Items from a dataset
//! Draw context abstraction for the OpenGL-style rendering path
//!
//! GPU state (bound texture, vertex array, active program) is global and
//! shared with the rest of the pipeline. Everything the text system needs
//! from it goes through the [`DrawContext`] capability trait, so layout and
//! measurement stay pure and a [`HeadlessContext`] can stand in for a real
//! GPU in tools and tests.

pub mod glow_context;
pub mod headless;
pub mod resource;
pub mod shader;

pub use glow_context::GlowContext;
pub use headless::{GlCall, HeadlessContext};
pub use resource::{GpuTexture, QuadBuffer};
pub use shader::ShaderProgram;

use crate::foundation::math::{Mat4, Vec3};
use std::fmt::Debug;

/// Result type for draw context operations
pub type GpuResult<T> = Result<T, GpuError>;

/// Errors reported by a draw context
#[derive(Debug, thiserror::Error)]
pub enum GpuError {
    /// Texture object could not be created or filled
    #[error("Failed to create texture: {0}")]
    TextureCreation(String),

    /// Vertex buffer or vertex array could not be created
    #[error("Failed to create buffer: {0}")]
    BufferCreation(String),
}

/// Sampling state applied to a texture at creation time
#[derive(Debug, Clone, Copy, PartialEq, Eq)]
pub struct TextureSampling {
    /// Clamp S and T to the edge instead of repeating
    pub clamp_to_edge: bool,
    /// Linear (`true`) or nearest (`false`) filtering for min and mag
    pub linear_filter: bool,
}

impl TextureSampling {
    /// Clamp-to-edge wrapping with linear min/mag filtering
    pub const GLYPH: Self = Self {
        clamp_to_edge: true,
        linear_filter: true,
    };
}

/// Vertex attribute layout of a float-only vertex buffer
#[derive(Debug, Clone, Copy, PartialEq, Eq)]
pub struct VertexLayout {
    /// Shader attribute location
    pub location: u32,
    /// Number of floats per vertex
    pub components: i32,
}

/// Capability interface over the global GPU state used by the text pipeline
///
/// Methods take `&self` because the underlying API is a global state
/// machine. Handles are plain copyable values; ownership lives in the RAII
/// wrappers of [`resource`].
pub trait DrawContext {
    /// Texture handle
    type Texture: Copy + Debug + PartialEq;
    /// Buffer handle
    type Buffer: Copy + Debug + PartialEq;
    /// Vertex array handle
    type VertexArray: Copy + Debug + PartialEq;
    /// Compiled shader program handle
    type Program: Copy + Debug + PartialEq;

    /// Create a single-channel 8-bit texture from tightly packed rows
    ///
    /// The new texture is left bound to the 2D target.
    fn create_texture_r8(
        &self,
        width: u32,
        height: u32,
        pixels: &[u8],
        sampling: TextureSampling,
    ) -> GpuResult<Self::Texture>;

    /// Release a texture
    fn delete_texture(&self, texture: Self::Texture);

    /// Bind a texture to the 2D target of the active unit, `None` unbinds
    fn bind_texture(&self, texture: Option<Self::Texture>);

    /// Select the active texture unit (0-based)
    fn active_texture_unit(&self, unit: u32);

    /// Create a vertex array object
    fn create_vertex_array(&self) -> GpuResult<Self::VertexArray>;

    /// Release a vertex array object
    fn delete_vertex_array(&self, vertex_array: Self::VertexArray);

    /// Bind a vertex array, `None` unbinds
    fn bind_vertex_array(&self, vertex_array: Option<Self::VertexArray>);

    /// Create a dynamic array buffer of `byte_len` bytes and describe its layout
    ///
    /// The layout is recorded in the currently bound vertex array. The
    /// buffer is unbound again before returning.
    fn create_dynamic_buffer(&self, byte_len: usize, layout: VertexLayout) -> GpuResult<Self::Buffer>;

    /// Overwrite a byte range of a buffer without reallocating it
    fn update_buffer(&self, buffer: Self::Buffer, offset: usize, data: &[u8]);

    /// Release a buffer
    fn delete_buffer(&self, buffer: Self::Buffer);

    /// Draw `count` vertices as triangles from the bound vertex array
    fn draw_triangles(&self, first: i32, count: i32);

    /// Make a program current, `None` clears it
    fn use_program(&self, program: Option<Self::Program>);

    /// Set an integer uniform on the current program
    fn set_uniform_i32(&self, program: Self::Program, name: &str, value: i32);

    /// Set a 4x4 matrix uniform (column-major) on the current program
    fn set_uniform_mat4(&self, program: Self::Program, name: &str, value: &Mat4);

    /// Set a 3-component vector uniform on the current program
    fn set_uniform_vec3(&self, program: Self::Program, name: &str, value: &Vec3);
}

TASK GOAL
In the entries above, please find the line with "pub const GLYPH: Self" and the line with "VertexLayout) -> GpuResult<Self::Buffer>;", then write out exactly those two lines and every line between them, and nothing more.

EXERCISE SOLUTION
    pub const GLYPH: Self = Self {
        clamp_to_edge: true,
        linear_filter: true,
    };
}

/// Vertex attribute layout of a float-only vertex buffer
#[derive(Debug, Clone, Copy, PartialEq, Eq)]
pub struct VertexLayout {
    /// Shader attribute location
    pub location: u32,
    /// Number of floats per vertex
    pub components: i32,
}

/// Capability interface over the global GPU state used by the text pipeline
///
/// Methods take `&self` because the underlying API is a global state
/// machine. Handles are plain copyable values; ownership lives in the RAII
/// wrappers of [`resource`].
pub trait DrawContext {
    /// Texture handle
    type Texture: Copy + Debug + PartialEq;
    /// Buffer handle
    type Buffer: Copy + Debug + PartialEq;
    /// Vertex array handle
    type VertexArray: Copy + Debug + PartialEq;
    /// Compiled shader program handle
    type Program: Copy + Debug + PartialEq;

    /// Create a single-channel 8-bit texture from tightly packed rows
    ///
    /// The new texture is left bound to the 2D target.
    fn create_texture_r8(
        &self,
        width: u32,
        height: u32,
        pixels: &[u8],
        sampling: TextureSampling,
    ) -> GpuResult<Self::Texture>;

    /// Release a texture
    fn delete_texture(&self, texture: Self::Texture);

    /// Bind a texture to the 2D target of the active unit, `None` unbinds
    fn bind_texture(&self, texture: Option<Self::Texture>);

    /// Select the active texture unit (0-based)
    fn active_texture_unit(&self, unit: u32);

    /// Create a vertex array object
    fn create_vertex_array(&self) -> GpuResult<Self::VertexArray>;

    /// Release a vertex array object
    fn delete_vertex_array(&self, vertex_array: Self::VertexArray);

    /// Bind a vertex array, `None` unbinds
    fn bind_vertex_array(&self, vertex_array: Option<Self::VertexArray>);

    /// Create a dynamic array buffer of `byte_len` bytes and describe its layout
    ///
    /// The layout is recorded in the currently bound vertex array. The
    /// buffer is unbound again before returning.
    fn create_dynamic_buffer(&self, byte_len: usize, layout: VertexLayout) -> GpuResult<Self::Buffer>;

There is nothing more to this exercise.